Arsenic is known to be the most toxic metal pollutant in the world. Although the UK's industries ceased to use arsenic more than a decade ago, thousands of hectares of land remain contaminated and abandoned, especially in Cornwall, where arsenic was intensively mined and processed in the last century.
The desert-like view of Devon Great Consols mine (left) with 17 g of arsenic per kg soil and a tank of arsenic that leaks into nearby stream at Redmoor mine (right) in Cornwall.
Contamination of land with platinum group metals has become scrutinized within the last two decades. Car converters, which were introduced to reduce exhaust fumes, appeared to erode and pollute roadside soil and watercourses with platinum and palladium. We estimate that about 2 tonnes of platinum is currently deposited along the UK’s roads and the emission rate reaches as high as 12 kg per year.
Phyto-remediation, which is a method of cleaning land by using hyper-accumulating plants, is a low-cost and environmentally friendly technology. Combined with rapidly developing biomass degradation processes, phyto-extraction has become an economically attractive method for remediating brownfield sites.
Ferns are known to be arsenic hyper-accumulators with Pteris Vittata, commonly known as Chinese brake fern, being the most effective. We will be also studying native to the UK types of ferns, like the depicted Dryopteris.
Up until recently there was no better way to recover metals than incineration of plants and subsequent extraction of the metals with strong acids.
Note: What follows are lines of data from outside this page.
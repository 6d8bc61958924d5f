use async_trait::async_trait;
use serde_json::Value;

use chat_repo::models::Room;

use crate::dispatch::{error_payload, PacketHandler};
use crate::handlers::common::{require_auth, room_list_item, room_summary, str_field};
use crate::server::{ChatServer, HandlerCtx};

fn rooms_payload(rooms: &[Room]) -> Value {
    serde_json::json!({
        "type": "ROOM_LIST",
        "data": { "rooms": rooms.iter().map(room_list_item).collect::<Vec<_>>() },
    })
}

fn broadcast_room_list(server: &ChatServer) -> anyhow::Result<()> {
    let rooms = server.repo.list_rooms()?;
    chat_services::broadcast::broadcast(&server.dispatcher, &server.sessions, rooms_payload(&rooms), None);
    Ok(())
}

pub struct ListRoomsHandler;

#[async_trait]
impl PacketHandler for ListRoomsHandler {
    async fn handle(
        &self,
        server: &ChatServer,
        ctx: &HandlerCtx,
        _data: &Value,
    ) -> anyhow::Result<Option<Value>> {
        if let Err(err) = require_auth(ctx.user_pk) {
            return Ok(Some(err));
        }
        let rooms = server.repo.list_rooms()?;
        Ok(Some(rooms_payload(&rooms)))
    }
}

/// Creates a room and joins the caller to it as its first (admin) member.
/// Every session — not just members of the new room — gets a refreshed
/// ROOM_LIST, since room creation changes everyone's join candidates.
pub struct CreateRoomHandler;

#[async_trait]
impl PacketHandler for CreateRoomHandler {
    async fn handle(
        &self,
        server: &ChatServer,
        ctx: &HandlerCtx,
        data: &Value,
    ) -> anyhow::Result<Option<Value>> {
        let user_pk = match require_auth(ctx.user_pk) {
            Ok(pk) => pk,
            Err(err) => return Ok(Some(err)),
        };

        let name = str_field(data, "name").trim().to_string();
        if name.is_empty() {
            return Ok(Some(error_payload("Room name is required.")));
        }
        if server.repo.find_room_by_name(&name)?.is_some() {
            return Ok(Some(error_payload("A room with that name already exists.")));
        }

        let room = server.repo.insert_room(&name)?;
        server.repo.insert_member(room.id, user_pk, true)?;
        broadcast_room_list(server)?;

        Ok(Some(serde_json::json!({
            "type": "ROOM_CREATED",
            "data": { "room": room_summary(&room) },
        })))
    }
}

/// Joining an already-joined room is a no-op success, not an error — the
/// client may retry a JOIN_ROOM it's unsure landed.
pub struct JoinRoomHandler;

#[async_trait]
impl PacketHandler for JoinRoomHandler {
    async fn handle(
        &self,
        server: &ChatServer,
        ctx: &HandlerCtx,
        data: &Value,
    ) -> anyhow::Result<Option<Value>> {
        let user_pk = match require_auth(ctx.user_pk) {
            Ok(pk) => pk,
            Err(err) => return Ok(Some(err)),
        };

        let room_id = str_field(data, "room_id");
        let Some(room) = server.repo.find_room_by_room_id(room_id)? else {
            return Ok(Some(error_payload("Room not found.")));
        };

        if !server.repo.is_member(room.id, user_pk)? {
            let Some(user) = server.repo.find_user_by_pk(user_pk)? else {
                return Ok(Some(error_payload("User not found.")));
            };
            let joined_at = chat_repo::models::unix_now();
            server.repo.insert_member(room.id, user_pk, false)?;
            server.repo.touch_room(room.id)?;

            let member_pks = server.repo.member_user_pks(room.id)?;
            let mut session_ids = Vec::new();
            for pk in member_pks {
                session_ids.extend(server.sessions.session_ids_for_user(pk));
            }
            let member_joined = serde_json::json!({
                "type": "MEMBER_JOINED",
                "data": {
                    "room_id": room.room_id,
                    "member": {
                        "user_id": user.user_id,
                        "name": user.name,
                        "is_admin": false,
                        "joined_at": joined_at,
                    },
                },
            });
            chat_services::broadcast::broadcast(
                &server.dispatcher,
                &server.sessions,
                member_joined,
                Some(&session_ids),
            );
        }

        Ok(Some(serde_json::json!({
            "type": "JOINED_ROOM",
            "data": { "room": room_summary(&room) },
        })))
    }
}

/// Leaving empties a room out from under its members — if the departure
/// was the last membership, the room itself is torn down and every
/// session sees a refreshed ROOM_LIST; otherwise the remaining members get
/// MEMBER_LEFT. The leaving user's *other* sessions additionally get
/// ROOM_LEFT so every device they're logged in on drops out of the room.
pub struct LeaveRoomHandler;

#[async_trait]
impl PacketHandler for LeaveRoomHandler {
    async fn handle(
        &self,
        server: &ChatServer,
        ctx: &HandlerCtx,
        data: &Value,
    ) -> anyhow::Result<Option<Value>> {
        let user_pk = match require_auth(ctx.user_pk) {
            Ok(pk) => pk,
            Err(err) => return Ok(Some(err)),
        };

        let room_id = str_field(data, "room_id");
        let Some(room) = server.repo.find_room_by_room_id(room_id)? else {
            return Ok(Some(error_payload("Room not found.")));
        };
        if !server.repo.is_member(room.id, user_pk)? {
            return Ok(Some(error_payload("You are not a member of that room.")));
        }

        let leaving_user_id = server
            .repo
            .find_user_by_pk(user_pk)?
            .map(|u| u.user_id)
            .unwrap_or_default();

        server.repo.remove_member(room.id, user_pk)?;

        let remaining = server.repo.member_user_pks(room.id)?;
        if remaining.is_empty() {
            server.repo.delete_room(room.id)?;
            broadcast_room_list(server)?;
        } else {
            server.repo.touch_room(room.id)?;
            let mut session_ids = Vec::new();
            for pk in remaining {
                session_ids.extend(server.sessions.session_ids_for_user(pk));
            }
            let member_left = serde_json::json!({
                "type": "MEMBER_LEFT",
                "data": { "room_id": room.room_id, "member_id": leaving_user_id },
            });
            chat_services::broadcast::broadcast(
                &server.dispatcher,
                &server.sessions,
                member_left,
                Some(&session_ids),
            );
        }

        let sibling_sessions: Vec<String> = server
            .sessions
            .session_ids_for_user(user_pk)
            .into_iter()
            .filter(|id| id != &ctx.session_id)
            .collect();
        if !sibling_sessions.is_empty() {
            let room_left = serde_json::json!({
                "type": "ROOM_LEFT",
                "data": { "room_id": room.room_id },
            });
            chat_services::broadcast::broadcast(
                &server.dispatcher,
                &server.sessions,
                room_left,
                Some(&sibling_sessions),
            );
        }

        Ok(Some(serde_json::json!({
            "type": "LEFT_ROOM",
            "data": { "room_id": room.room_id, "name": room.name },
        })))
    }
}

#[cfg(test)]
mod tests {
    use super::*;
    use crate::server::HandlerCtx;
    use crate::test_support::{no_ai_assistant, test_server};

    async fn logged_in_session(server: &ChatServer, session_id: &str, email: &str) -> HandlerCtx {
        server.repo.insert_session(session_id, "deadbeef").unwrap();
        let user = server.repo.insert_user(email, email.split('@').next().unwrap()).unwrap();
        server.repo.bind_session_user(session_id, user.id).unwrap();
        server.sessions.insert(
            session_id.to_string(),
            server.repo.find_session_by_session_id(session_id).unwrap().unwrap().id,
            "127.0.0.1:1".parse().unwrap(),
            chat_core::crypto::SessionKey::generate(),
        );
        server.sessions.bind_user(session_id, user.id);
        HandlerCtx { session_id: session_id.to_string(), user_pk: Some(user.id) }
    }

    #[tokio::test]
    async fn create_room_rejects_duplicate_names() {
        let server = test_server(no_ai_assistant()).await;
        let ctx = logged_in_session(&server, "s1", "alice@example.com").await;

        let ok = CreateRoomHandler.handle(&server, &ctx, &serde_json::json!({ "name": "lobby" })).await.unwrap().unwrap();
        assert_eq!(ok["type"], "ROOM_CREATED");

        let dup = CreateRoomHandler.handle(&server, &ctx, &serde_json::json!({ "name": "lobby" })).await.unwrap().unwrap();
        assert_eq!(dup["type"], "ERROR");
    }

    #[tokio::test]
    async fn join_room_is_idempotent() {
        let server = test_server(no_ai_assistant()).await;
        let ctx = logged_in_session(&server, "s1", "alice@example.com").await;
        let room = server.repo.insert_room("lobby").unwrap();

        let first = JoinRoomHandler.handle(&server, &ctx, &serde_json::json!({ "room_id": room.room_id })).await.unwrap().unwrap();
        assert_eq!(first["type"], "JOINED_ROOM");
        let second = JoinRoomHandler.handle(&server, &ctx, &serde_json::json!({ "room_id": room.room_id })).await.unwrap().unwrap();
        assert_eq!(second["type"], "JOINED_ROOM");

        assert_eq!(server.repo.member_user_pks(room.id).unwrap().len(), 1);
    }

    #[tokio::test]
    async fn leaving_the_last_member_destroys_the_room() {
        let server = test_server(no_ai_assistant()).await;
        let ctx = logged_in_session(&server, "s1", "alice@example.com").await;
        let room = server.repo.insert_room("lobby").unwrap();
        server.repo.insert_member(room.id, ctx.user_pk.unwrap(), true).unwrap();

        let response = LeaveRoomHandler.handle(&server, &ctx, &serde_json::json!({ "room_id": room.room_id })).await.unwrap().unwrap();
        assert_eq!(response["type"], "LEFT_ROOM");
        assert!(server.repo.find_room_by_room_id(&room.room_id).unwrap().is_none());
    }

    #[tokio::test]
    async fn leave_room_rejects_non_members() {
        let server = test_server(no_ai_assistant()).await;
        let ctx = logged_in_session(&server, "s1", "alice@example.com").await;
        let room = server.repo.insert_room("lobby").unwrap();

        let response = LeaveRoomHandler.handle(&server, &ctx, &serde_json::json!({ "room_id": room.room_id })).await.unwrap().unwrap();
        assert_eq!(response["type"], "ERROR");
    }
}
Our proposal is to degrade biomass with the help of fungi and bacteria in order to “unlock” the metals in accumulating plants and at the same time to produce phenol-based chemical building blocks for the pharmaceutical industry and other useful products, like vanillin and ferulic acid.
The metals, released into a water-based mixture, will be reduced with the help of “bio-factories”, Desulfovibrio desulfuricans, yielding bio-functionalised nanoparticles which after isolation and modification can be used to treat cancer (arsenic) or as catalysts (platinum and palladium).
Desulfovibrio bacteria with extracellular Pt nano-particles.
While cleaning land from metallic contaminants as arsenic, platinum and palladium we will produce catalytically active nano-particles from recovered metals and useful chemicals from lignocellulose.